Работая над книгой, я использовал множество опубликованных и неопубликованных материалов. Чтобы включить в анализ как центральные регионы, так и периферию, я изучал документы, хранящиеся в Национальном архиве Республики Карелия (НАРК) и в музее-заповеднике «Кижи» в Петрозаводске, в Центральном государственном архиве Санкт-Петербурга (ЦГА СПб) и Центральном государственном архиве историко-политических документов Санкт-Петербурга (ЦГАИПД СПб). Из-за широкого охвата моего исследования я не ограничивался каким-то конкретным собранием документов, а изучал материалы разных официальных советских организаций, включая местные и региональные партийные ячейки и комитеты, общественные организации, в том числе жилищные комитеты, и группы по интересам, собиравшиеся во дворцах пионеров. Кроме того, материалом для исследования послужили и многочисленные интервью; хотя в тексте я использовал лишь некоторые из них, я почерпнул из таких бесед немало полезных сведений об исторической обстановке в целом и бесчисленное множество деталей, касающихся советской повседневности в эпоху позднего социализма. В числе других неопубликованных источников переписка по электронной почте с людьми, участвовавшими в практиках, которые я рассматриваю в книге.

Еще один важный для моей работы источник – советские периодические издания. Так как меня интересовала материальная сторона жизни в СССР, мое внимание привлекли прежде всего любительские журналы о науке и технике, такие как «Техника – молодежи», «Моделист-конструктор», «Наука и жизнь». Публикации в них создавались усилиями не только редакторов, но и широкой публики, так как читатели принимали участие в подготовке значительной части материалов. Кроме того, я опирался на многие книги, напечатанные центральными и региональными советскими издательствами. В послевоенный период Советский Союз был покрыт обширной издательской сетью, работа которой в теории находилась под пристальным партийным контролем. Однако на практике огромный размах этой сети приводил к структурному разрыву между официальным – стратегическим – указанием работать во благо социализма и локальными – тактическими – планами редакторов, руководителей и авторов многочисленных советских издательств, вовлеченных в свои споры и дискуссии. Именно так в СССР выходили книги о культуризме, романтическом национализме и сверхъестественных явлениях. Эти тексты, которые я рассматривал с антропологической точки зрения, как ключи к советской знаковой системе, помогли мне понять исторические формы взаимодействия советского общества с материальным миром.

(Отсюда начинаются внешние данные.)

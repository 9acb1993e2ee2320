//! Compromise selection over a set of per-criterion routes.

use crate::criterion::{Criterion, PriorityOrder};
use crate::path::Route;

use super::RouteSet;

/// Return the route of the first criterion in `priority` that has an entry
/// in `routes`, together with that criterion.
///
/// Yields `None` when the set is empty or none of the listed criteria
/// produced a route.
pub fn select_compromise<'a>(
    routes: &'a RouteSet,
    priority: &PriorityOrder,
) -> Option<(Criterion, &'a Route)> {
    priority
        .iter()
        .find_map(|criterion| routes.get(criterion).map(|route| (criterion, route)))
}
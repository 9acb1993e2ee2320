//! Common test utilities and fixture helpers.

use std::path::PathBuf;

use roadnet_lib::{Graph, Weights};

/// Path to fixtures directory used by tests.
pub fn fixtures_dir() -> PathBuf {
    PathBuf::from(env!("CARGO_MANIFEST_DIR")).join("../../docs/fixtures")
}

/// Path to the sample road network input.
pub fn sample_network_path() -> PathBuf {
    fixtures_dir().join("sample_network.txt")
}

/// Path to the report expected for the sample road network.
#[allow(dead_code)]
pub fn sample_report_path() -> PathBuf {
    fixtures_dir().join("sample_network.expected.txt")
}

/// Three locations where the shortest road pair is slow and expensive:
/// A-B-C is 20 long, the direct A-C road is 25 long but faster and cheaper.
#[allow(dead_code)]
pub fn triangle_graph() -> Graph {
    let mut graph = Graph::new();
    graph.add_location(1, "A");
    graph.add_location(2, "B");
    graph.add_location(3, "C");
    graph.add_road(1, 2, Weights::new(10, 5, 2));
    graph.add_road(2, 3, Weights::new(10, 5, 2));
    graph.add_road(1, 3, Weights::new(25, 1, 1));
    graph
}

Главное преимущество, которое мы получаем, прослеживая движение советских вещей в социальном пространстве, их взаимоотношения с людьми и репрезентацию в текстах и изображениях, – возможность наблюдать общество в его спонтанных проявлениях. Некоторые из этих проявлений обусловлены господствующими идеологическими нарративами, другие отражают мировой опыт модерности и модернизации, в третьих же воплощена – говоря словами В. Ленина – «стихийно, бессознательно материалистическая точка зрения», усвоенная советскими людьми, пытавшимися справиться с непредсказуемой и сопротивляющейся, но в то же время гибкой и покладистой материей, которая их окружала. Анализируя взаимодействие советского человека с вещами, я в этой книге показываю, как материальный мир позднесоветского периода обусловливал и определял повседневный выбор, социальные траектории, фантазии и устремления живших в этот период людей.

Глава 1. Техноутопизм советской интеллигенции после Сталина

Наш путь – от ковыряющегося гражданина через поэзию машины к совершенному электрическому человеку. Вскрывая души машин, влюбляя рабочего в станок, влюбляя крестьянина в трактор, машиниста в паровоз, – мы вносим творческую радость в каждый механический труд, мы родним людей с машинами, мы воспитываем новых людей.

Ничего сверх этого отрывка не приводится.